Internationally, we all have to pillory those nations and make it quite clear that any nation who does that … on Libya we had the evidence of state terrorism, on the others it is much more difficult &dubellip; and I am afraid in the Lebanon you have no law and practically no country.

Interviewer

This is going wonderfully. I do want to just perhaps briefly shift to Asia.

Do you have any misgivings about the handling of Hong Kong, looking to 1997? What does make you feel, I assume, that it will remain free and democratic thereafter, that there will be press freedom under the new arrangement? [end p55]

Prime Minister

First, can I say we had no option but to do what we did because 95&pcnt; of the territory was under a lease which expired in 1997, so unless we had done what we did we had absolutely nothing.

The Chinese, as you know, said the old treaties were done under a kind of duress which I think was not technically possible. Never mind! The lease expired in 1997 of all but 5&pcnt; of the territory and unless we had negotiated when we did, we would have had no power to help to keep the way of life which has been so fruitful both to them and also for China.

I think the first thing is that I have noticed this about the communist nations: when they negotiate internationally, they like to be seen to be upholding treaties that they have reached internationally. Arms, weapons, are a different thing because you have got all sorts of technicalities there. Here, they have freely negotiated.

It took a long time. We went into things very deeply and tried to teach them what we believed about how things should be run, but I believe that unlike the last treaty, they freely negotiated this; they were willing for it to be accepted in the United Nations and I think it is a very important point for China that her integrity and respectability can be manifested and can be seen. [end p56]

Second, it is in China's interest that the prosperity of Hong Kong be retained.

You have got two very different things and they are both powerful. One goes to reputation which is important; the other goes to the actual interest.

Thirdly, Deng Xiaoping's genius in saying “One country - two systems” and we are all very much aware that it is one country with one system with a tiny little extra system there and that that he can take from Hong Kong and Macao and it can be useful, and it is not really a threat to the whole lot, but eventually I think that they are having a number of economic zones, they are extending this to the coast but put it intellectually all right for the rest of them.

And fourthly, because we have a liaison committee at the moment and all of a sudden during those negotiations they suggested - which we welcomed - they either agreed or suggested, one or two of the others they agreed, that that liaison committee with us on it should continue for three years after 1997.

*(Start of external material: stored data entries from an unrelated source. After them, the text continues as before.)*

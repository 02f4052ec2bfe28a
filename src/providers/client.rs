use std::{path::Path, process::Stdio};

use async_trait::async_trait;
use tokio::process::Command;

use crate::{
    error::{LyricsError, Result},
    lyrics::validate::remove_if_exists,
    types::{FetchMode, Provider},
};

/// Output files at or below this size are error pages or empty answers.
pub const MIN_ARTIFACT_BYTES: u64 = 50;

pub const DEFAULT_SYNCEDLYRICS_BIN: &str = "syncedlyrics";

#[derive(Debug, Clone, Copy)]
pub struct FetchRequest<'a> {
    pub query: &'a str,
    pub provider: Provider,
    pub output: &'a Path,
    pub lang: Option<&'a str>,
    pub mode: FetchMode,
}

/// An external lyric search capability.
///
/// Implementations write the result to `request.output`, clearing any stale
/// file first, and must tolerate being called repeatedly with different
/// output paths. The returned flag is advisory: callers still check the file.
#[async_trait]
pub trait LyricsProviderClient: Send + Sync {
    async fn fetch(&self, request: &FetchRequest<'_>) -> Result<bool>;
}

/// True when `path` exists and is large enough to be a real transcript.
pub async fn artifact_accepted(path: &Path) -> bool {
    match async_fs::metadata(path).await {
        Ok(meta) => meta.is_file() && meta.len() > MIN_ARTIFACT_BYTES,
        Err(_) => false,
    }
}

/// Runs the `syncedlyrics` command line tool.
#[derive(Debug, Clone)]
pub struct SyncedLyricsCli {
    program: String,
}

impl Default for SyncedLyricsCli {
    fn default() -> Self {
        Self::new(DEFAULT_SYNCEDLYRICS_BIN)
    }
}

impl SyncedLyricsCli {
    pub fn new(program: impl Into<String>) -> Self {
        Self {
            program: program.into(),
        }
    }

    pub fn program(&self) -> &str {
        &self.program
    }

    fn command(&self, request: &FetchRequest<'_>) -> Command {
        let mut cmd = Command::new(&self.program);
        cmd.arg(request.query)
            .arg("-p")
            .arg(request.provider.as_str())
            .arg("-o")
            .arg(request.output);

        match request.mode {
            FetchMode::Synced => cmd.arg("--synced-only"),
            FetchMode::Plain => cmd.arg("--plain-only"),
        };

        if let Some(lang) = request.lang.filter(|l| !l.is_empty()) {
            cmd.arg("--lang").arg(lang);
        }

        cmd.stdin(Stdio::null())
            .stdout(Stdio::null())
            .stderr(Stdio::null())
            .kill_on_drop(true);
        cmd
    }
}

#[async_trait]
impl LyricsProviderClient for SyncedLyricsCli {
    async fn fetch(&self, request: &FetchRequest<'_>) -> Result<bool> {
        remove_if_exists(request.output).await?;

        // exit status is ignored; the tool exits 0 even when nothing was found
        self.command(request).status().await.map_err(|e| {
            LyricsError::Provider(format!("cannot run {}: {}", self.program, e))
        })?;

        Ok(artifact_accepted(request.output).await)
    }
}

And the final one, because we have quite a lot of time going up to that during which I think they are learning a different thing and I asked Deng Xiaoping [end p57] this and I do not think his staff had heard the reply before - it is one of those things that comes out when you are cross-examining “Why fifty years? Could we not have a hundred? Why fifty To us, if you think it goes on for fifty, you would think that it would persist afterwards!” He said: “Look! After fifty years, there is some chance that in our economic zones behind or in our bigger cities, that we might have some chance of coming up to a much higher standard of living, particularly the way that we are going with enlarged freedom so that there would not be such a difference between the standard of living in Hong Kong and in the adjacent territories or big cities and therefore you would then almost have achieved a smooth transition without any kind of provision for it!”

So what I am saying is we did the very best we could and it was a good “best”. I do not think it could have been done without Deng Xiaoping, but all the others were there. The younger ones were part of the negotiations, Xichang (phon) very very good, part of the negotiations, and for that reason.